Before moving on to part 2, I thought it would be instructive and fun to find out a little more about what readers think about debt. Also fun to try out a rather sophisticated free online survey site.
So I have created a four-part survey.
If it works, we may do other surveys or polls in the future. If not … not. You are free of course, to take the good old freedomista MYOB stance, but I’ve tried not to make the questions too intrusive.
The one catch here is that only 50 people can fill the survey out. That’s all that’s allowed with the free version. So go for it soon if you’re so inclined. (UPDATE #2: But we went over 50 after a couple of hours and they’re still accepting input. So …)
I believe I’m the only person who gets to see the survey results. In that case, I’ll report the results here.
But I’m not entirely sure how everything works. So please don’t put in anything personally identifiable.

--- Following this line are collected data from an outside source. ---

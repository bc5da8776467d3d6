//! Typed paths into the package and install layouts.
//!
//! Centralizing path construction keeps the installer and validator in
//! agreement about which subtrees are managed.
use std::path::{Path, PathBuf};

/// Locates assets inside the distributed package.
#[derive(Debug, Clone)]
pub struct PackageLayout {
    root: PathBuf,
}

impl PackageLayout {
    /// Create a layout rooted at the package directory.
    pub fn new(root: PathBuf) -> Self {
        Self { root }
    }

    /// Return the package root used for path derivation.
    pub fn root(&self) -> &Path {
        &self.root
    }

    /// Return the `package.json` descriptor path.
    pub fn descriptor_path(&self) -> PathBuf {
        self.root.join("package.json")
    }

    /// Return the `commands/ui/` source directory.
    pub fn commands_dir(&self) -> PathBuf {
        self.root.join("commands").join("ui")
    }

    /// Return the `agents/` source directory.
    pub fn agents_dir(&self) -> PathBuf {
        self.root.join("agents")
    }

    /// Return the `ui-design/` source directory.
    pub fn ui_design_dir(&self) -> PathBuf {
        self.root.join("ui-design")
    }

    /// Return the `ui-design/adapters/` source directory.
    pub fn adapters_dir(&self) -> PathBuf {
        self.ui_design_dir().join("adapters")
    }

    /// Return the `ui-design/templates/` source directory.
    pub fn templates_dir(&self) -> PathBuf {
        self.ui_design_dir().join("templates")
    }

    /// Return the `ui-design/references/` source directory.
    pub fn references_dir(&self) -> PathBuf {
        self.ui_design_dir().join("references")
    }
}

/// Locates managed subtrees inside an install root.
#[derive(Debug, Clone)]
pub struct InstallLayout {
    root: PathBuf,
}

impl InstallLayout {
    /// Create a layout rooted at the install directory.
    pub fn new(root: PathBuf) -> Self {
        Self { root }
    }

    /// Return the install root used for path derivation.
    pub fn root(&self) -> &Path {
        &self.root
    }

    /// Return the `commands/ui/` destination directory.
    pub fn commands_dir(&self) -> PathBuf {
        self.root.join("commands").join("ui")
    }

    /// Return the `agents/` destination directory, shared with entries the
    /// tool does not own.
    pub fn agents_dir(&self) -> PathBuf {
        self.root.join("agents")
    }

    /// Return the `ui-design/` destination directory.
    pub fn ui_design_dir(&self) -> PathBuf {
        self.root.join("ui-design")
    }

    /// Return the `ui-design/adapters/` destination directory.
    pub fn adapters_dir(&self) -> PathBuf {
        self.ui_design_dir().join("adapters")
    }

    /// Return the `ui-design/templates/` destination directory.
    pub fn templates_dir(&self) -> PathBuf {
        self.ui_design_dir().join("templates")
    }

    /// Return the `ui-design/references/` destination directory.
    pub fn references_dir(&self) -> PathBuf {
        self.ui_design_dir().join("references")
    }

    /// Return the `ui-design/VERSION` marker path.
    pub fn version_marker_path(&self) -> PathBuf {
        self.ui_design_dir().join("VERSION")
    }
}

UPDATE #1: Eighteen people have answered so far and the results are very interesting. Specifics later, when the survey’s done. But to test the survey system, I made each question a different type: the first has an agree/disagree scale, the second is multiple choice, the third asks you to rank various items, and the fourth gives a text box for your answer. Three of the four questions are working well. The ranking question is producing odd results, but it’s probably best just to let that ride now that we’re this far along. (Anyhow, it’s very clear what most people’s #1 choice is.)
UPDATE #2 Well, damn and drat! You guys did such a great job that the survey went over 100 responses (which was apparently the real limit, despite one statement on the survey site saying 50. I figured when it hit the limit, the survey would simply refuse further answers and the company would send me some sort of a “you’ve reached your limit” message. That’s not what happened.

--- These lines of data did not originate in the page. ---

//! Install workflow: resolve the target root, sync each managed category in
//! order, and finish with the version marker.
//!
//! Categories touch disjoint destination subtrees except agents, which is
//! shared with user-owned entries and therefore synced under the filtered
//! policy keyed on the reserved prefix.
use crate::cli::InstallArgs;
use crate::descriptor::PackageDescriptor;
use crate::paths::{InstallLayout, PackageLayout};
use crate::prompt::LineReader;
use crate::sync::{self, Replacements};
use anyhow::{anyhow, Context, Result};
use std::env;
use std::fs;
use std::io::{self, Write};
use std::path::{Path, PathBuf};

/// Entries in the shared agents directory that belong to this tool.
pub const RESERVED_AGENT_PREFIX: &str = "ui-";

/// Path token the packaged documentation uses for the install root.
pub const GLOBAL_PATH_TOKEN: &str = "~/.claude";

/// Display prefix substituted for project-local installs.
pub const LOCAL_PATH_PREFIX: &str = "./.claude";

/// Where the assets land.
#[derive(Debug, Clone, Copy, PartialEq, Eq)]
pub enum InstallMode {
    Global,
    Local,
}

impl InstallMode {
    /// Absolute install root for this mode.
    pub fn root(self) -> Result<PathBuf> {
        match self {
            InstallMode::Global => {
                let home =
                    dirs::home_dir().ok_or_else(|| anyhow!("cannot determine home directory"))?;
                Ok(home.join(".claude"))
            }
            InstallMode::Local => {
                let cwd = env::current_dir().context("resolve current directory")?;
                Ok(cwd.join(".claude"))
            }
        }
    }

    /// Short prefix substituted into installed documentation.
    pub fn display_prefix(self) -> &'static str {
        match self {
            InstallMode::Global => GLOBAL_PATH_TOKEN,
            InstallMode::Local => LOCAL_PATH_PREFIX,
        }
    }

    fn label(self) -> &'static str {
        match self {
            InstallMode::Global => "global (~/.claude/)",
            InstallMode::Local => "local (./.claude/)",
        }
    }
}

/// Pick the install mode from flags, falling back to a one-keystroke prompt.
///
/// Empty, unrecognized, and closed-stream answers all select global.
pub fn resolve_mode(args: &InstallArgs, reader: &mut dyn LineReader) -> Result<InstallMode> {
    if args.local {
        return Ok(InstallMode::Local);
    }
    if args.global {
        return Ok(InstallMode::Global);
    }

    println!();
    println!("Where would you like to install the UI Design System?");
    println!();
    println!("  1. Global (~/.claude/) - Available for all projects");
    println!("  2. Local (./.claude/)  - Only for current project");
    println!();
    print!("Select [1/2] (default: 1): ");
    io::stdout().flush().context("flush prompt")?;

    let answer = reader.read_line().context("read prompt answer")?;
    match answer.as_deref() {
        Some("2") => Ok(InstallMode::Local),
        _ => Ok(InstallMode::Global),
    }
}

/// Replacement table applied to every documentation file this run copies.
pub fn path_replacements(mode: InstallMode) -> Replacements {
    let mut table = Replacements::new();
    table.insert(
        GLOBAL_PATH_TOKEN.to_string(),
        mode.display_prefix().to_string(),
    );
    table
}

/// Resolve the package root holding the distributable assets.
///
/// Order: explicit flag, then the executable's grandparent (the layout a
/// packaged `bin/` install produces), then the current directory.
pub fn resolve_package_root(explicit: Option<&Path>) -> Result<PathBuf> {
    if let Some(path) = explicit {
        return path
            .canonicalize()
            .with_context(|| format!("resolve package dir {}", path.display()));
    }
    if let Some(root) = env::current_exe()
        .ok()
        .and_then(|exe| exe.parent().and_then(Path::parent).map(Path::to_path_buf))
        .filter(|root| root.join("package.json").is_file())
    {
        return Ok(root);
    }
    env::current_dir().context("resolve current directory")
}

enum SyncPolicy {
    Clean,
    Filtered,
}

struct Category {
    label: &'static str,
    display_dest: &'static str,
    source: PathBuf,
    dest: PathBuf,
    policy: SyncPolicy,
}

fn categories(package: &PackageLayout, target: &InstallLayout) -> Vec<Category> {
    vec![
        Category {
            label: "Commands",
            display_dest: "commands/ui/",
            source: package.commands_dir(),
            dest: target.commands_dir(),
            policy: SyncPolicy::Clean,
        },
        Category {
            label: "Agents",
            display_dest: "agents/ui-*",
            source: package.agents_dir(),
            dest: target.agents_dir(),
            policy: SyncPolicy::Filtered,
        },
        Category {
            label: "Adapters",
            display_dest: "ui-design/adapters/",
            source: package.adapters_dir(),
            dest: target.adapters_dir(),
            policy: SyncPolicy::Clean,
        },
        Category {
            label: "Templates",
            display_dest: "ui-design/templates/",
            source: package.templates_dir(),
            dest: target.templates_dir(),
            policy: SyncPolicy::Clean,
        },
        Category {
            label: "References",
            display_dest: "ui-design/references/",
            source: package.references_dir(),
            dest: target.references_dir(),
            policy: SyncPolicy::Clean,
        },
    ]
}

fn is_reserved_agent(name: &str) -> bool {
    name.starts_with(RESERVED_AGENT_PREFIX)
}

/// Run the install end to end: banner, mode resolution, category syncs,
/// version marker, summary.
pub fn run_install(args: &InstallArgs, reader: &mut dyn LineReader) -> Result<()> {
    let package_root = resolve_package_root(args.package_dir.as_deref())?;
    let package = PackageLayout::new(package_root);
    let descriptor = PackageDescriptor::load(&package.descriptor_path())?;
    let version = descriptor.require_version()?;

    println!("UI Design System for Claude Code v{version}");

    let mode = resolve_mode(args, reader)?;
    let target = InstallLayout::new(mode.root()?);
    let replacements = path_replacements(mode);

    println!();
    if args.dry_run {
        println!("Dry run - previewing {} installation", mode.label());
    } else {
        println!("Installing to: {}", target.root().display());
    }
    println!();

    if !args.dry_run {
        fs::create_dir_all(target.root())
            .with_context(|| format!("create {}", target.root().display()))?;
    }

    let mut total = 0;
    for category in categories(&package, &target) {
        let planned = match category.policy {
            SyncPolicy::Clean => sync::count_files(&category.source)?,
            SyncPolicy::Filtered => sync::filtered_count(&category.source, is_reserved_agent)?,
        };
        println!("{} ({planned} files)", category.label);

        if !category.source.exists() {
            println!();
            continue;
        }

        if args.dry_run {
            total += planned;
            println!("  Would install to {}", category.display_dest);
        } else {
            let copied = match category.policy {
                SyncPolicy::Clean => {
                    sync::clean_sync(&category.source, &category.dest, &replacements)?
                }
                SyncPolicy::Filtered => sync::filtered_sync(
                    &category.source,
                    &category.dest,
                    is_reserved_agent,
                    &replacements,
                )?,
            };
            total += copied;
            println!("  Installed to {}", category.display_dest);
        }
        println!();
    }

    if !args.dry_run {
        let marker = target.version_marker_path();
        if let Some(parent) = marker.parent() {
            fs::create_dir_all(parent)
                .with_context(|| format!("create {}", parent.display()))?;
        }
        fs::write(&marker, version).with_context(|| format!("write {}", marker.display()))?;
        tracing::info!(version, path = %marker.display(), "wrote version marker");
        println!("Version file written ({version})");
    }

    println!("{}", "-".repeat(50));
    println!();
    if args.dry_run {
        println!("Dry run complete. Would install {total} files.");
        println!();
        println!("Run without --dry-run to install.");
    } else {
        println!("Installation complete! ({total} files)");
        println!();
        println!("Next steps:");
        println!("  1. Open Claude Code in your project");
        println!("  2. Run /ui:init to get started");
        println!("  3. Run /ui:help for all commands");
    }
    println!();
    Ok(())
}

#[cfg(test)]
mod tests {
    use super::*;
    use std::io;

    struct ScriptedReader {
        lines: Vec<Option<String>>,
    }

    impl ScriptedReader {
        fn new(lines: Vec<Option<String>>) -> Self {
            Self { lines }
        }
    }

    impl LineReader for ScriptedReader {
        fn read_line(&mut self) -> io::Result<Option<String>> {
            if self.lines.is_empty() {
                return Ok(None);
            }
            Ok(self.lines.remove(0))
        }
    }

    fn plain_args() -> InstallArgs {
        InstallArgs {
            global: false,
            local: false,
            dry_run: false,
            package_dir: None,
        }
    }

    #[test]
    fn explicit_flags_skip_the_prompt() {
        let mut reader = ScriptedReader::new(vec![Some("2".to_string())]);
        let args = InstallArgs {
            global: true,
            ..plain_args()
        };
        assert_eq!(resolve_mode(&args, &mut reader).unwrap(), InstallMode::Global);

        let args = InstallArgs {
            local: true,
            ..plain_args()
        };
        assert_eq!(resolve_mode(&args, &mut reader).unwrap(), InstallMode::Local);
    }

    #[test]
    fn prompt_answer_two_selects_local() {
        let mut reader = ScriptedReader::new(vec![Some("2".to_string())]);
        assert_eq!(
            resolve_mode(&plain_args(), &mut reader).unwrap(),
            InstallMode::Local
        );
    }

    #[test]
    fn empty_and_unrecognized_answers_default_to_global() {
        for answer in ["", "1", "yes", "3"] {
            let mut reader = ScriptedReader::new(vec![Some(answer.to_string())]);
            assert_eq!(
                resolve_mode(&plain_args(), &mut reader).unwrap(),
                InstallMode::Global,
                "answer {answer:?}"
            );
        }
    }

    #[test]
    fn closed_input_stream_defaults_to_global() {
        let mut reader = ScriptedReader::new(Vec::new());
        assert_eq!(
            resolve_mode(&plain_args(), &mut reader).unwrap(),
            InstallMode::Global
        );
    }

    #[test]
    fn replacements_are_identity_for_global() {
        let table = path_replacements(InstallMode::Global);
        assert_eq!(table.get(GLOBAL_PATH_TOKEN).map(String::as_str), Some(GLOBAL_PATH_TOKEN));

        let table = path_replacements(InstallMode::Local);
        assert_eq!(table.get(GLOBAL_PATH_TOKEN).map(String::as_str), Some(LOCAL_PATH_PREFIX));
    }

    #[test]
    fn reserved_prefix_marks_managed_agents() {
        assert!(is_reserved_agent("ui-designer.md"));
        assert!(!is_reserved_agent("custom-agent.md"));
        assert!(!is_reserved_agent("README.md"));
    }

    #[test]
    fn explicit_package_dir_wins() {
        let dir = tempfile::tempdir().expect("tempdir");
        let resolved = resolve_package_root(Some(dir.path())).unwrap();
        assert_eq!(resolved, dir.path().canonicalize().unwrap());
    }
}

The survey company — damn their bones — accepted answers beyond the limit (101, specifically). Then when I clicked to update results … the bastards a) refused to let me see them and b) told me to upgrade to a $180 annual membership if I wanted to see anything. Sneaky, crappy tactics! Especially given that they, not I, controlled how many answers the survey ultimately received.

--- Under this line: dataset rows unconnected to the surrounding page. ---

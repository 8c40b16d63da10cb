use serde::{Deserialize, Serialize};
use std::fs;
use std::path::{Path, PathBuf};

use super::tmdb::Movie;
use crate::config::app_config_dir;
use crate::error::Result;

/// Movies the user saved, most recently added last.
#[derive(Debug, Serialize, Deserialize, Default)]
pub struct Watchlist {
    #[serde(default)]
    movies: Vec<Movie>,
    #[serde(skip)]
    path: PathBuf,
}

fn backup_path(path: &Path) -> PathBuf {
    let mut name = path.as_os_str().to_owned();
    name.push(".bak");
    PathBuf::from(name)
}

pub fn default_watchlist_path() -> PathBuf {
    app_config_dir().join("watchlist.json")
}

impl Watchlist {
    pub fn load() -> Self {
        Self::load_from(default_watchlist_path())
    }

    /// Reads the list at `path`. A missing file yields an empty list bound
    /// to the same path. A corrupt file is moved to `<path>.bak` first so
    /// the next save cannot overwrite it.
    pub fn load_from(path: PathBuf) -> Self {
        let mut watchlist = match fs::read_to_string(&path) {
            Ok(content) => serde_json::from_str(&content).unwrap_or_else(|e| {
                let backup = backup_path(&path);
                log::warn!(
                    "corrupt watchlist {} ({}), moving it to {}",
                    path.display(),
                    e,
                    backup.display()
                );
                if let Err(e) = fs::rename(&path, &backup) {
                    log::error!("failed to back up corrupt watchlist: {}", e);
                }
                Watchlist::default()
            }),
            Err(_) => Watchlist::default(),
        };
        watchlist.path = path;
        watchlist
    }

    pub fn save(&self) -> Result<()> {
        if let Some(parent) = self.path.parent() {
            fs::create_dir_all(parent)?;
        }
        let content = serde_json::to_string_pretty(self)?;
        fs::write(&self.path, content)?;
        Ok(())
    }

    pub fn contains(&self, id: u64) -> bool {
        self.movies.iter().any(|m| m.id == id)
    }

    pub fn movies(&self) -> &[Movie] {
        &self.movies
    }

    pub fn len(&self) -> usize {
        self.movies.len()
    }

    pub fn is_empty(&self) -> bool {
        self.movies.is_empty()
    }

    /// Adds or removes `movie` and writes the file. Returns whether the movie
    /// is on the list afterwards.
    pub fn toggle(&mut self, movie: &Movie) -> bool {
        let added = if self.contains(movie.id) {
            self.movies.retain(|m| m.id != movie.id);
            false
        } else {
            self.movies.push(movie.clone());
            true
        };

        if let Err(e) = self.save() {
            log::error!("failed to save watchlist: {}", e);
        }
        added
    }
}

#[cfg(test)]
mod tests {
    use super::*;

    fn movie(id: u64, title: &str) -> Movie {
        Movie {
            id,
            title: title.to_string(),
            year: None,
            overview: String::new(),
            rating: 6.5,
            poster_path: Some("/p.jpg".to_string()),
            backdrop_path: None,
        }
    }

    #[test]
    fn test_toggle_adds_then_removes() {
        let dir = tempfile::tempdir().unwrap();
        let mut watchlist = Watchlist::load_from(dir.path().join("watchlist.json"));
        assert!(watchlist.is_empty());

        let heat = movie(949, "Heat");
        assert!(watchlist.toggle(&heat));
        assert!(watchlist.contains(949));
        assert!(!watchlist.toggle(&heat));
        assert!(!watchlist.contains(949));
    }

    #[test]
    fn test_persists_between_loads() {
        let dir = tempfile::tempdir().unwrap();
        let path = dir.path().join("nested").join("watchlist.json");

        let mut watchlist = Watchlist::load_from(path.clone());
        watchlist.toggle(&movie(1, "Alien"));
        watchlist.toggle(&movie(2, "Aliens"));

        let reloaded = Watchlist::load_from(path);
        assert_eq!(reloaded.len(), 2);
        assert_eq!(reloaded.movies()[0].title, "Alien");
        assert_eq!(reloaded.movies()[1].poster_path.as_deref(), Some("/p.jpg"));
    }

    #[test]
    fn test_corrupt_file_loads_empty() {
        let dir = tempfile::tempdir().unwrap();
        let path = dir.path().join("watchlist.json");
        fs::write(&path, "{ broken").unwrap();

        let mut watchlist = Watchlist::load_from(path.clone());
        assert!(watchlist.is_empty());
        assert_eq!(watchlist.path, path);

        let backup = dir.path().join("watchlist.json.bak");
        assert_eq!(fs::read_to_string(&backup).unwrap(), "{ broken");

        // saving the fresh list leaves the backup alone
        watchlist.toggle(&movie(7, "Se7en"));
        assert_eq!(fs::read_to_string(&backup).unwrap(), "{ broken");
        assert_eq!(Watchlist::load_from(path).len(), 1);
    }
}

The good news is that I did do screenshots of the results some time ago and other than the text comments, results remained remarkably stable as more people weighed in. I’ve sent a message to see if I can be allowed to look one last time at the survey. Meanwhile, I removed the link to it, lest they collect more answers and try to charge me for … I dunno, a five-year membership and a new Tesla. I’ll feel very bad if anybody answered in vain, but even in the worst case I’ll have at least partial results to share with you soon.